**What is expected**
In the data that follows, find each line containing "LocalBoxFuture" and copy it.

---- Excerpted data

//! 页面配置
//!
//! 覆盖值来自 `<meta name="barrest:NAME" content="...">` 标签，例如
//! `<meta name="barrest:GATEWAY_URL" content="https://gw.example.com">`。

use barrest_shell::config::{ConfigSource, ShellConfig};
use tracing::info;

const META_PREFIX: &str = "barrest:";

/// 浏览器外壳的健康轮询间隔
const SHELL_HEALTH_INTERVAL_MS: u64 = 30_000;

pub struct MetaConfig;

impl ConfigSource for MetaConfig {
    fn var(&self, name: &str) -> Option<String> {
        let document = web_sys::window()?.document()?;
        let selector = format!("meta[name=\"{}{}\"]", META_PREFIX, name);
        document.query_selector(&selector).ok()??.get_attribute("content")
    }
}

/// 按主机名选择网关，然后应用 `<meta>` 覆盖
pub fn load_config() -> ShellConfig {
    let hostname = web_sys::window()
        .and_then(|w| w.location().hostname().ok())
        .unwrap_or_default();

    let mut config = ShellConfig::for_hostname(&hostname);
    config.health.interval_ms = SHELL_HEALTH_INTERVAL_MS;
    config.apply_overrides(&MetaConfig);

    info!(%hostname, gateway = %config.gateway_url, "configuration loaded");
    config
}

--------
---- Excerpted data

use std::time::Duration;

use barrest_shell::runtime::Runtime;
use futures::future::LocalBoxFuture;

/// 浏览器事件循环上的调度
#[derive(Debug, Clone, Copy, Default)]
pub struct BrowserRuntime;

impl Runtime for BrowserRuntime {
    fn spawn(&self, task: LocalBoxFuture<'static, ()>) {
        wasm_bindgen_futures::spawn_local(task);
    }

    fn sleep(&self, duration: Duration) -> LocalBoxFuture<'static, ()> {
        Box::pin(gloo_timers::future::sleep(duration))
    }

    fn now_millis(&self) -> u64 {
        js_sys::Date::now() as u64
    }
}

--------

**Answer to the exercise**
use futures::future::LocalBoxFuture;
    fn spawn(&self, task: LocalBoxFuture<'static, ()>) {
    fn sleep(&self, duration: Duration) -> LocalBoxFuture<'static, ()> {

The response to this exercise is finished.